Shortly after dropping his lawsuit against a former church member accused of stalking him, the Rev. T.D. Jakes has filed another suit in Dallas County.
Jakes is seeking temporary and permanent injunctions against Karleisha Tarver to keep her from coming within 500 feet of Jakes, his family and staff at his home and at his Potter’s House churches in Tarrant, Dallas and Collin counties.
Late last month Jakes dropped a similar lawsuit that he had filed against Tarver in Tarrant County civil court after it was determined that Tarver was too mentally unstable to understand the court proceedings. She is currently in the Dallas County jail.
“Defendant is currently incarcerated. If she is released, however, she immediately becomes a danger to the Plaintiffs,” the lawsuit states. “Harm is imminent because Defendant can strike anywhere associated with The Potter's House without notice or warning.”
The suit, filed Tuesday in Dallas County civil district court, also names as plaintiffs Jakes’ wife, Serita, and security officers John Blackburn, site manager for the Jakes’ residence and executive security officer to Serita Jakes. Other plaintiffs include Curtis Hairston, president of Hairston Global Protective Services, which provides security for all locations of The Potter’s House and for Jakes.

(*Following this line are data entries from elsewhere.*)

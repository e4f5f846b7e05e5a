//! Wire-level types shared by all model provider adapters.
//!
//! The request serializes directly into the OpenAI-compatible chat-completions
//! payload; responses are read from `choices[0].message`.

use serde::{Deserialize, Serialize};

/// Chat message role.
#[derive(Debug, Clone, Copy, PartialEq, Eq, Serialize, Deserialize)]
#[serde(rename_all = "lowercase")]
pub enum Role {
    System,
    User,
    Assistant,
    Tool,
}

/// A single message in a model conversation.
#[derive(Debug, Clone, Serialize, Deserialize)]
pub struct ChatMessage {
    pub role: Role,
    pub content: String,
}

impl ChatMessage {
    pub fn system(content: impl Into<String>) -> Self {
        Self {
            role: Role::System,
            content: content.into(),
        }
    }

    pub fn user(content: impl Into<String>) -> Self {
        Self {
            role: Role::User,
            content: content.into(),
        }
    }

    pub fn assistant(content: impl Into<String>) -> Self {
        Self {
            role: Role::Assistant,
            content: content.into(),
        }
    }
}

/// Structured-response hint (`{"type": "json_object"}` on the wire).
#[derive(Debug, Clone, Serialize, Deserialize)]
pub struct ResponseFormat {
    #[serde(rename = "type")]
    pub kind: String,
}

impl ResponseFormat {
    pub fn json_object() -> Self {
        Self {
            kind: "json_object".to_string(),
        }
    }
}

/// Completion request in provider wire shape.
#[derive(Debug, Clone, Serialize)]
pub struct CompletionRequest {
    pub model: String,
    pub messages: Vec<ChatMessage>,
    pub temperature: f32,
    pub max_tokens: u32,
    #[serde(skip_serializing_if = "Option::is_none")]
    pub tools: Option<Vec<serde_json::Value>>,
    #[serde(skip_serializing_if = "Option::is_none")]
    pub response_format: Option<ResponseFormat>,
}

/// Token accounting reported by the provider.
#[derive(Debug, Clone, Default, Serialize, Deserialize)]
#[serde(default)]
pub struct Usage {
    pub prompt_tokens: u32,
    pub completion_tokens: u32,
    pub total_tokens: u32,
}

/// Why the model stopped generating.
///
/// `Error` is the sentinel used for transport and HTTP failures; adapters
/// never raise for those, they return a response carrying this reason.
#[derive(Debug, Clone, PartialEq, Eq)]
pub enum FinishReason {
    Stop,
    Length,
    ToolCalls,
    ContentFilter,
    Error,
    Other(String),
}

impl FinishReason {
    pub fn from_wire(value: Option<&str>) -> Self {
        match value {
            Some("stop") => FinishReason::Stop,
            Some("length") => FinishReason::Length,
            Some("tool_calls") => FinishReason::ToolCalls,
            Some("content_filter") => FinishReason::ContentFilter,
            Some("error") => FinishReason::Error,
            Some(other) => FinishReason::Other(other.to_string()),
            None => FinishReason::Other("none".to_string()),
        }
    }
}

/// Response from one completion request.
#[derive(Debug, Clone)]
pub struct CompletionResponse {
    pub content: Option<String>,
    pub tool_calls: Option<Vec<serde_json::Value>>,
    pub model: String,
    pub usage: Usage,
    pub finish_reason: FinishReason,
    /// Diagnostic detail when `finish_reason` is the error sentinel.
    pub error: Option<String>,
}

impl CompletionResponse {
    /// Build the error-sentinel response for a failed request.
    pub fn error(model: impl Into<String>, detail: impl Into<String>) -> Self {
        Self {
            content: None,
            tool_calls: None,
            model: model.into(),
            usage: Usage::default(),
            finish_reason: FinishReason::Error,
            error: Some(detail.into()),
        }
    }

    pub fn is_error(&self) -> bool {
        self.finish_reason == FinishReason::Error
    }
}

It is not known why Faith Johnson, an Irving-based attorney who represented Jakes in his Tarrant County lawsuit, filed the second lawsuit. She was unavailable for comment Friday.
Tarver, 31, is in the Lew Sterrett Justice Center in Dallas on criminal trespassing charges stemming from her arrest when she tried to enter The Potter’s House in Dallas on Jan. 26.
No attorney is listed for her in jail records, and there is no bond amount listed.
Mental state questioned
Last month, Tarver was transferred to the Tarrant County Jail after state District Judge Susan McCoy issued a bench warrant so that she would be present at a temporary injunction hearing.
However, Tarver was found not to be mentally competent to understand a court order telling her to stay away from Jakes, his family and staff. During the hearing, she only spoke twice when McCoy questioned her, to say “I can hear” and “blasphemy.”
Terry Grisham, a spokesman for the Tarrant County Sheriff’s Department, said Tarver was sent back to the Dallas County jail Thursday.
Tom Hall, an attorney appointed to represent Tarver at her Tarrant County hearing, said there are two serious constitutional questions in Tarver’s case. Hall is not representing Tarver in Dallas County.
Criminal trespassing is a misdemeanor offense, and Tarver has been in jail for a long time without an attorney, he said.
“There are two constitutional issues. Do you punish people who don’t recognize the charges against them, and how long are you going to be incarcerated on a misdemeanor charge if you are impoverished?” he said.
Jakes, a nationally recognized televangelist, author and filmmaker, is pastor of the 30,000-member Potter’s House in Dallas. He opened The Potter's House of Fort Worth last year at Woodhaven Boulevard and Bridge Street, just north of Interstate 30. He lives on an estate in east Fort Worth.
Court documents described incidents in which Tarver showed up at Jakes’ home and at his churches in Fort Worth and Dallas from 2011 to 2014, including trying to hit a security guard with her car.
The court documents indicate that the harassment escalated Jan. 5, when Tarver tried to approach the altar where Jakes was preaching. Church security officers escorted her out.